Le deuxième choc pétrolier débute en vérité en 1978, quand les révolutionnaires iraniens commencent à s’attaquer aux intérêts occidentaux en Iran. Grève et blocage de raffineries à l’automne 1978 feront rapidement augmenter le prix du baril. Le départ du Shah en Janvier 1979 puis le retour de Khomeyni quelques jours ajouteront à la confusion entraineront un embargo sur les produits pétroliers. Le prix du baril est multiplié par presque trois en quelques mois. Sans pour autant avoir l’importance du premier choc pétrolier, cette nouvelle crise n’en reste pas moins sans incidence pour les pays européens et le Japon.
La prise de l’ambassade américaine de Téhéran
Cette dimension anti-impérialiste de l’islamisme sera d’autant plus flagrante avec la prise d’otage de l’ambassade américaine à Téhéran. Le 4 Novembre, quelques quatre cent “étudiants musulmans suivant la ligne de l’Imam“ envahissent l’ambassade américaine. Ils y retiendront plus de cinquante diplomates et civils américains pendant 444 jours. Les preneurs d’otages y découvrent des correspondances diplomatiques déchirées dans la précipitation par les américains, et qu’ils passèrent des mois à reconstituer en recollant laborieusement les morceaux. Les rapports les plus abjects entre le Shah et les Etats-Unis, notamment ceux entre la Savak et la CIA éclatent au grand jour. L’agence américaine aurait formé des agents de la police politique du Shah aux techniques d’interrogatoires.
Le Shah, que Carter ne souhaitait pas jusqu’ici accueillir sur le sol américain afin de normaliser ses relations avec le nouveau gouvernement iranien est finalement soigné dans un hôpital New-Yorkais. Carter n'avait aucune envie d'accueillir le dictateur sur le sol des États-Unis, au moment même où des dizaines d'américains étaient retenus en otage à Téhéran, mais c'est l'insistance d'un ami du Shah, Henry Kissinger, qui le fit céder. « Pourquoi ne jouerait-il pas au tennis à Acapulco plutôt qu'en Californie ? » déclara Carter embarrassé. C’est que les américains sont pour l’instant tiraillés concernant cette révolution verte. Pour eux, un régime islamiste est préférable à un régime libéral, et une ceinture verte, comme rempart au communisme est même souhaitable.

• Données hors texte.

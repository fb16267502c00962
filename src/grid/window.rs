//! Search windows over the (operations, engineer, management) space.

use crate::error::OptimizerError;

/// Points per dimension an auto-stepped pass aims for.
pub const TARGET_POINTS_PER_DIMENSION: u32 = 60;

/// Inclusive integer range sampled every `step`.
#[derive(Debug, Clone, Copy, PartialEq, Eq, Hash)]
#[cfg_attr(feature = "serde", derive(serde::Serialize, serde::Deserialize))]
pub struct Dimension {
    pub min: u32,
    pub max: u32,
    pub step: u32,
}

impl Dimension {
    /// A dimension with an explicit step.
    ///
    /// # Errors
    ///
    /// [`OptimizerError::InvalidWindow`] when `min > max` or `step == 0`.
    pub fn new(min: u32, max: u32, step: u32) -> Result<Self, OptimizerError> {
        let dim = Self { min, max, step };
        dim.validate()?;
        Ok(dim)
    }

    /// A dimension stepped by [`auto_step`](Self::auto_step).
    pub fn auto(min: u32, max: u32) -> Result<Self, OptimizerError> {
        if min > max {
            return Err(OptimizerError::InvalidWindow(format!(
                "min {min} exceeds max {max}"
            )));
        }
        Ok(Self {
            min,
            max,
            step: Self::auto_step(max - min),
        })
    }

    /// `max(1, floor(width / 60))`.
    pub fn auto_step(width: u32) -> u32 {
        (width / TARGET_POINTS_PER_DIMENSION).max(1)
    }

    pub fn validate(&self) -> Result<(), OptimizerError> {
        if self.min > self.max {
            return Err(OptimizerError::InvalidWindow(format!(
                "min {} exceeds max {}",
                self.min, self.max
            )));
        }
        if self.step == 0 {
            return Err(OptimizerError::InvalidWindow("step must be at least 1".into()));
        }
        Ok(())
    }

    pub fn width(&self) -> u32 {
        self.max - self.min
    }

    /// Sampled values, ascending.
    pub fn points(&self) -> impl Iterator<Item = u32> {
        (self.min..=self.max).step_by(self.step.max(1) as usize)
    }

    pub fn point_count(&self) -> usize {
        (self.width() / self.step.max(1)) as usize + 1
    }

    /// `[center - radius, center + radius]` clamped to `bounds`, auto-stepped.
    pub fn around(center: u32, radius: u32, bounds: &Dimension) -> Self {
        let center = center.clamp(bounds.min, bounds.max);
        let min = center.saturating_sub(radius).max(bounds.min);
        let max = center.saturating_add(radius).min(bounds.max);
        Self {
            min,
            max,
            step: Self::auto_step(max - min),
        }
    }

    /// Splits the sampled points into at most `parts` contiguous chunks.
    ///
    /// Every chunk keeps this dimension's step, so the union of the chunks
    /// samples exactly the same points. Earlier chunks take the remainder.
    pub fn split(&self, parts: usize) -> Vec<Dimension> {
        let count = self.point_count();
        let parts = parts.clamp(1, count);
        let base = count / parts;
        let extra = count % parts;
        let mut chunks = Vec::with_capacity(parts);
        let mut first = 0usize;
        for i in 0..parts {
            let len = base + usize::from(i < extra);
            let last = first + len - 1;
            chunks.push(Dimension {
                min: self.min + first as u32 * self.step,
                max: self.min + last as u32 * self.step,
                step: self.step,
            });
            first += len;
        }
        chunks
    }
}

/// One grid pass: a [`Dimension`] per searched job.
///
/// Business is never searched; it takes whatever headcount remains.
#[derive(Debug, Clone, Copy, PartialEq, Eq, Hash)]
#[cfg_attr(feature = "serde", derive(serde::Serialize, serde::Deserialize))]
pub struct RefinementWindow {
    pub operations: Dimension,
    pub engineer: Dimension,
    pub management: Dimension,
}

impl RefinementWindow {
    pub fn new(
        operations: Dimension,
        engineer: Dimension,
        management: Dimension,
    ) -> Result<Self, OptimizerError> {
        let window = Self {
            operations,
            engineer,
            management,
        };
        window.validate()?;
        Ok(window)
    }

    /// Every dimension spans `0..=headcount` with an auto step.
    pub fn full(headcount: u32) -> Self {
        let dim = Dimension {
            min: 0,
            max: headcount,
            step: Dimension::auto_step(headcount),
        };
        Self {
            operations: dim,
            engineer: dim,
            management: dim,
        }
    }

    pub fn validate(&self) -> Result<(), OptimizerError> {
        self.operations.validate()?;
        self.engineer.validate()?;
        self.management.validate()
    }

    pub fn dimensions(&self) -> [Dimension; 3] {
        [self.operations, self.engineer, self.management]
    }

    /// Coarsest step over all dimensions.
    pub fn max_step(&self) -> u32 {
        self.dimensions().iter().map(|d| d.step).max().unwrap_or(1)
    }

    pub fn point_count(&self) -> usize {
        self.dimensions().iter().map(Dimension::point_count).product()
    }

    /// Window of radius `step` around `best` in every dimension, clamped to
    /// `bounds`.
    pub fn refined_around(&self, best: [u32; 3], bounds: &RefinementWindow) -> Self {
        let [ops, eng, mgmt] = best;
        Self {
            operations: Dimension::around(ops, self.operations.step, &bounds.operations),
            engineer: Dimension::around(eng, self.engineer.step, &bounds.engineer),
            management: Dimension::around(mgmt, self.management.step, &bounds.management),
        }
    }

    /// Splits the operations dimension into contiguous sub-windows.
    pub fn split_operations(&self, parts: usize) -> Vec<RefinementWindow> {
        self.operations
            .split(parts)
            .into_iter()
            .map(|operations| RefinementWindow {
                operations,
                ..*self
            })
            .collect()
    }
}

Mais les iraniens exigent le retour du monarque en Iran afin de le juger. Ce que les américains refusent. En retour les iraniens font pression en refusant de libérer les otages. Finalement le Shah meurt au Caire en Juillet 1980. Les iraniens libèrent une partie des otages. Des femmes et des noirs, car pour Khomeyni « l'islam respecte les femmes et considère les noirs américains comme des opprimés »3. Les iraniens réclament aussi de la part des américains des excuses concernant leur rôle dans le coup d’état de 1953 ayant amené à la fin de Mossadegh, qui arriveront finalement trente ans plus tard4.
L'agent de la CIA Toni Mendez monte une opération rocambolesque permettant de libérer six otages. Il monta une boîte de production et un faux projet de film, achetant des pages entières de pub dans la presse pour vanter la sortie du long métrage dont le tournage devait avoir lieu en Iran. Libérant six diplomates en les faisant passer pour des techniciens, l'opération Argo, dont les archives furent déclassifiées trente ans plus tard, inspira le film du même sorti en 2012 narrant cette opération hors du commun. Après maintes négociations et une opération avortée qui tourna au fiasco, les otages seront libérés en Janvier 1980, trente minutes seulement après le discours inaugurale de Reagan5.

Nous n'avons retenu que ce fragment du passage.